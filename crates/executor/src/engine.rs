//! The chain engine.
//!
//! A query runs through four stages:
//!
//! ```text
//! Parsing ──► Validated ──► Executing ──► Completed
//!    │                          │
//!    └──────────► Aborted ◄─────┘
//! ```
//!
//! [`Engine::parse`] resolves every segment and checks its role before
//! anything runs, so a malformed chain has no effects at all.
//! [`Engine::run`] then executes the plan inside one transaction and either
//! commits it or rolls it back as a whole.

use std::collections::BTreeMap;

use bibliophant_storage::{Catalog, Store, Transaction};
use tracing::{debug, info, warn};

use crate::command::{complete_word, last_word, valid_name, Command};
use crate::context::Context;
use crate::error::BuildError;
use crate::output::Output;
use crate::query::{split_first_word, split_query, SEPARATOR};
use crate::role::Role;
use crate::{Error, Result};

struct Entry {
    role: Role,
    command: Box<dyn Command>,
}

/// How a query ended.
#[derive(Debug, Clone, PartialEq)]
pub enum Outcome {
    /// The chain ran to the end; the last command's result
    Completed(Option<Output>),
    /// The query asked the session to end
    Exit,
}

/// One resolved segment of a chain.
#[derive(Clone)]
pub struct Segment<'e> {
    name: String,
    role: Role,
    command: &'e dyn Command,
    arguments: String,
}

impl<'e> Segment<'e> {
    /// The command name as written.
    pub fn name(&self) -> &str {
        &self.name
    }

    /// The command's role.
    pub fn role(&self) -> Role {
        self.role
    }

    /// The unparsed arguments.
    pub fn arguments(&self) -> &str {
        &self.arguments
    }

    /// The resolved command.
    pub fn command(&self) -> &'e dyn Command {
        self.command
    }
}

impl PartialEq for Segment<'_> {
    fn eq(&self, other: &Self) -> bool {
        std::ptr::eq(
            self.command as *const dyn Command as *const (),
            other.command as *const dyn Command as *const (),
        ) && self.name == other.name
            && self.role == other.role
            && self.arguments == other.arguments
    }
}

impl std::fmt::Debug for Segment<'_> {
    fn fmt(&self, f: &mut std::fmt::Formatter<'_>) -> std::fmt::Result {
        f.debug_struct("Segment")
            .field("name", &self.name)
            .field("role", &self.role)
            .field("arguments", &self.arguments)
            .finish()
    }
}

/// A validated chain, ready to execute.
#[derive(Debug, Clone, PartialEq)]
pub struct Plan<'e> {
    segments: Vec<Segment<'e>>,
}

impl<'e> Plan<'e> {
    /// The segments in execution order.
    pub fn segments(&self) -> &[Segment<'e>] {
        &self.segments
    }

    /// Number of segments.
    pub fn len(&self) -> usize {
        self.segments.len()
    }

    /// Whether the plan has no segments. Parsing never yields one.
    pub fn is_empty(&self) -> bool {
        self.segments.is_empty()
    }
}

/// Builder for [`Engine`].
#[derive(Default)]
pub struct EngineBuilder {
    entries: Vec<(String, Role, Box<dyn Command>)>,
}

impl EngineBuilder {
    /// An empty command table.
    pub fn new() -> Self {
        Self::default()
    }

    /// Register a command (or group) under a name and role.
    pub fn register(mut self, name: &str, role: Role, command: impl Command + 'static) -> Self {
        self.entries
            .push((name.to_string(), role, Box::new(command)));
        self
    }

    /// Finish the table. Names must be unique across all roles.
    pub fn build(self) -> std::result::Result<Engine, BuildError> {
        let mut commands = BTreeMap::new();
        for (name, role, command) in self.entries {
            if !valid_name(&name) {
                return Err(BuildError::InvalidName { name });
            }
            if commands.contains_key(&name) {
                return Err(BuildError::DuplicateCommand {
                    scope: "the engine".to_string(),
                    name,
                });
            }
            commands.insert(name, Entry { role, command });
        }
        Ok(Engine { commands })
    }
}

/// The command table and the machinery to run queries against it.
pub struct Engine {
    commands: BTreeMap<String, Entry>,
}

impl Engine {
    /// Start building an engine.
    pub fn builder() -> EngineBuilder {
        EngineBuilder::new()
    }

    /// Registered names in ascending order.
    pub fn names(&self) -> impl Iterator<Item = &str> {
        self.commands.keys().map(String::as_str)
    }

    /// Role of a registered command.
    pub fn role_of(&self, name: &str) -> Option<Role> {
        self.commands.get(name).map(|e| e.role)
    }

    /// Resolve and validate every segment of a query.
    pub fn parse<'e>(&'e self, query: &str) -> Result<Plan<'e>> {
        let pieces = split_query(query);
        let len = pieces.len();
        let mut segments = Vec::with_capacity(len);

        for (index, piece) in pieces.into_iter().enumerate() {
            let (token, rest) = split_first_word(piece);
            let entry = self
                .commands
                .get(token)
                .ok_or_else(|| Error::UnknownCommand {
                    token: token.to_string(),
                })?;
            if !entry.role.is_legal(index, len) {
                return Err(Error::IllegalPosition {
                    token: token.to_string(),
                    role: entry.role,
                });
            }
            segments.push(Segment {
                name: token.to_string(),
                role: entry.role,
                command: entry.command.as_ref(),
                arguments: rest.to_string(),
            });
        }

        Ok(Plan { segments })
    }

    /// Run the segments of a plan in order, threading each result into the
    /// next command. Stops at the first error.
    pub fn execute_plan(
        &self,
        plan: &Plan<'_>,
        txn: &mut Transaction<'_>,
        ctx: &mut Context,
    ) -> Result<Option<Output>> {
        let mut result = None;
        for (index, segment) in plan.segments.iter().enumerate() {
            debug!(
                target: "bibliophant::chain",
                index,
                command = %segment.name,
                role = %segment.role,
                arguments = %segment.arguments,
                "Executing segment"
            );
            result = segment
                .command
                .execute(&segment.arguments, txn, ctx, result)?;
        }
        Ok(result)
    }

    /// Parse and run a query in its own transaction.
    ///
    /// On success the transaction is committed and deferred file effects
    /// are applied. On any error the transaction is rolled back and the
    /// effects already performed are compensated.
    pub fn run(&self, query: &str, store: &Store, ctx: &mut Context) -> Result<Outcome> {
        ctx.take_exit_request();
        ctx.reap_viewers();
        let plan = self.parse(query)?;
        info!(target: "bibliophant::chain", query, segments = plan.len(), "Running query");

        let mut txn = store.begin();
        let result = match self.execute_plan(&plan, &mut txn, ctx) {
            Ok(result) => result,
            Err(e) => {
                drop(txn);
                warn!(target: "bibliophant::chain", query, error = %e, "Query aborted, rolled back");
                ctx.effects_mut().settle_aborted();
                return Err(e);
            }
        };

        if let Err(e) = store.commit(txn) {
            warn!(target: "bibliophant::chain", query, error = %e, "Commit failed");
            ctx.effects_mut().settle_aborted();
            return Err(e.into());
        }
        ctx.effects_mut().settle_committed();

        if ctx.take_exit_request() {
            return Ok(Outcome::Exit);
        }
        Ok(Outcome::Completed(result))
    }

    /// Completion candidates for the word ending at byte `pos` of `line`.
    ///
    /// Returns the byte offset where the candidates start replacing text.
    /// At the start of a segment the candidates are the command names that
    /// may stand there; after the command name the command completes its
    /// own arguments.
    pub fn complete(&self, line: &str, pos: usize, catalog: &Catalog) -> (usize, Vec<String>) {
        let Some(before) = line.get(..pos) else {
            return (pos, Vec::new());
        };
        let (index, segment_start) = match before.rfind(SEPARATOR) {
            Some(i) => (before.matches(SEPARATOR).count(), i + SEPARATOR.len()),
            None => (0, 0),
        };
        let segment = before[segment_start..].trim_start();
        let word = last_word(segment);
        let start = pos - word.len();

        if !segment.contains(char::is_whitespace) {
            let names = self
                .commands
                .iter()
                .filter(|(_, e)| e.role.may_appear_at(index))
                .map(|(n, _)| n.as_str());
            return (start, complete_word(segment, names));
        }

        let (token, rest) = split_first_word(segment);
        match self.commands.get(token) {
            Some(entry) => (start, entry.command.complete(rest, catalog)),
            None => (start, Vec::new()),
        }
    }
}

impl std::fmt::Debug for Engine {
    fn fmt(&self, f: &mut std::fmt::Formatter<'_>) -> std::fmt::Result {
        let mut map = f.debug_map();
        for (name, entry) in &self.commands {
            map.entry(name, &entry.role);
        }
        map.finish()
    }
}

::::::

What is required —
Every line above with the string "commands" in it should be copied into the answer.

Your solution —
        let mut commands = BTreeMap::new();
            if commands.contains_key(&name) {
            commands.insert(name, Entry { role, command });
        Ok(Engine { commands })
    commands: BTreeMap<String, Entry>,
        self.commands.keys().map(String::as_str)
        self.commands.get(name).map(|e| e.role)
                .commands
                .commands
        match self.commands.get(token) {
        for (name, entry) in &self.commands {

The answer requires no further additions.